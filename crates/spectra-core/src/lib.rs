//! # Spectra Architecture
//!
//! Spectra is a **UI-agnostic metadata engine** for spectral measurement campaigns.
//! Measurement records ("spectra") live in per-campaign folder hierarchies and carry
//! an open-ended set of typed attributes stored Entity-Attribute-Value style, instead
//! of a fixed schema. The REST, GUI and import/export layers that surround it in a
//! deployment are clients of this library, not part of it.
//!
//! ## The Three-Layer Architecture
//!
//! ```text
//! ┌─────────────────────────────────────────────────────────────┐
//! │  API Layer (api.rs)                                         │
//! │  - Thin facade over commands, owns the Session              │
//! │  - Returns structured Result types                          │
//! └─────────────────────────────────────────────────────────────┘
//!                              │
//!                              ▼
//! ┌─────────────────────────────────────────────────────────────┐
//! │  Command Layer (commands/*.rs, query/)                      │
//! │  - EAV reads and writes, hierarchy cascades, queries,       │
//! │    conflict detection, taxonomy lookups, links              │
//! │  - One transaction per top-level operation                  │
//! └─────────────────────────────────────────────────────────────┘
//!                              │
//!                              ▼
//! ┌─────────────────────────────────────────────────────────────┐
//! │  Storage Layer (store/)                                     │
//! │  - SQLite database behind a shared connection               │
//! │  - Schema creation, transactions, error mapping             │
//! └─────────────────────────────────────────────────────────────┘
//! ```
//!
//! ## Sessions
//!
//! Everything that is cached lives in an explicit [`session::Session`]: the attribute
//! registry (name ⇄ id ⇄ kind) and the redundancy memo of values known to be stored.
//! Both are rebuilt or cleared through explicit calls, never through process-wide
//! singletons, so concurrent sessions (and tests) never share stale state.
//!
//! ## Key Principle: No I/O Assumptions in Core
//!
//! From `api.rs` inward, code takes regular Rust values and returns regular Rust types.
//! It never writes to stdout/stderr and never exits the process. Logging goes through
//! `tracing`; installing a subscriber is the client's job.
//!
//! ## Testing Strategy
//!
//! 1. **Commands** (`commands/*.rs`): thorough unit tests against an in-memory database.
//! 2. **Query compiler** (`query/compiler.rs`): SQL shape tests (join counts, parameters).
//! 3. **API** (`tests/`): end-to-end scenarios through the facade.
//!
//! ## Module Overview
//!
//! - [`api`]: The API facade, entry point for all operations
//! - [`commands`]: Business logic for each operation family
//! - [`query`]: Predicate trees and the predicate-to-SQL compiler
//! - [`attributes`]: Value kinds, typed values and the attribute registry
//! - [`store`]: Database handle, schema and error mapping
//! - [`session`]: Session-scoped caches, visibility and progress reporting
//! - [`model`]: Core data types (`Campaign`, `HierarchyNode`, `Record`, ids)
//! - [`config`]: Configuration management
//! - [`init`]: Context initialization for clients
//! - [`error`]: Error types

pub mod api;
pub mod attributes;
pub mod commands;
pub mod config;
pub mod error;
pub mod init;
pub mod model;
pub mod query;
pub mod session;
pub mod store;

#[cfg(any(test, feature = "test_utils"))]
pub mod test_utils;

····················

Going through the material above, reproduce every line exactly.

filename crates/spectra-core/src/lib.rs
//! # Spectra Architecture
//!
//! Spectra is a **UI-agnostic metadata engine** for spectral measurement campaigns.
//! Measurement records ("spectra") live in per-campaign folder hierarchies and carry
//! an open-ended set of typed attributes stored Entity-Attribute-Value style, instead
//! of a fixed schema. The REST, GUI and import/export layers that surround it in a
//! deployment are clients of this library, not part of it.
//!
//! ## The Three-Layer Architecture
//!
//! ```text
//! ┌─────────────────────────────────────────────────────────────┐
//! │  API Layer (api.rs)                                         │
//! │  - Thin facade over commands, owns the Session              │
//! │  - Returns structured Result types                          │
//! └─────────────────────────────────────────────────────────────┘
//!                              │
//!                              ▼
//! ┌─────────────────────────────────────────────────────────────┐
//! │  Command Layer (commands/*.rs, query/)                      │
//! │  - EAV reads and writes, hierarchy cascades, queries,       │
//! │    conflict detection, taxonomy lookups, links              │
//! │  - One transaction per top-level operation                  │
//! └─────────────────────────────────────────────────────────────┘
//!                              │
//!                              ▼
//! ┌─────────────────────────────────────────────────────────────┐
//! │  Storage Layer (store/)                                     │
//! │  - SQLite database behind a shared connection               │
//! │  - Schema creation, transactions, error mapping             │
//! └─────────────────────────────────────────────────────────────┘
//! ```
//!
//! ## Sessions
//!
//! Everything that is cached lives in an explicit [`session::Session`]: the attribute
//! registry (name ⇄ id ⇄ kind) and the redundancy memo of values known to be stored.
//! Both are rebuilt or cleared through explicit calls, never through process-wide
//! singletons, so concurrent sessions (and tests) never share stale state.
//!
//! ## Key Principle: No I/O Assumptions in Core
//!
//! From `api.rs` inward, code takes regular Rust values and returns regular Rust types.
//! It never writes to stdout/stderr and never exits the process. Logging goes through
//! `tracing`; installing a subscriber is the client's job.
//!
//! ## Testing Strategy
//!
//! 1. **Commands** (`commands/*.rs`): thorough unit tests against an in-memory database.
//! 2. **Query compiler** (`query/compiler.rs`): SQL shape tests (join counts, parameters).
//! 3. **API** (`tests/`): end-to-end scenarios through the facade.
//!
//! ## Module Overview
//!
//! - [`api`]: The API facade, entry point for all operations
//! - [`commands`]: Business logic for each operation family
//! - [`query`]: Predicate trees and the predicate-to-SQL compiler
//! - [`attributes`]: Value kinds, typed values and the attribute registry
//! - [`store`]: Database handle, schema and error mapping
//! - [`session`]: Session-scoped caches, visibility and progress reporting
//! - [`model`]: Core data types (`Campaign`, `HierarchyNode`, `Record`, ids)
//! - [`config`]: Configuration management
//! - [`init`]: Context initialization for clients
//! - [`error`]: Error types

pub mod api;
pub mod attributes;
pub mod commands;
pub mod config;
pub mod error;
pub mod init;
pub mod model;
pub mod query;
pub mod session;
pub mod store;

#[cfg(any(test, feature = "test_utils"))]
pub mod test_utils;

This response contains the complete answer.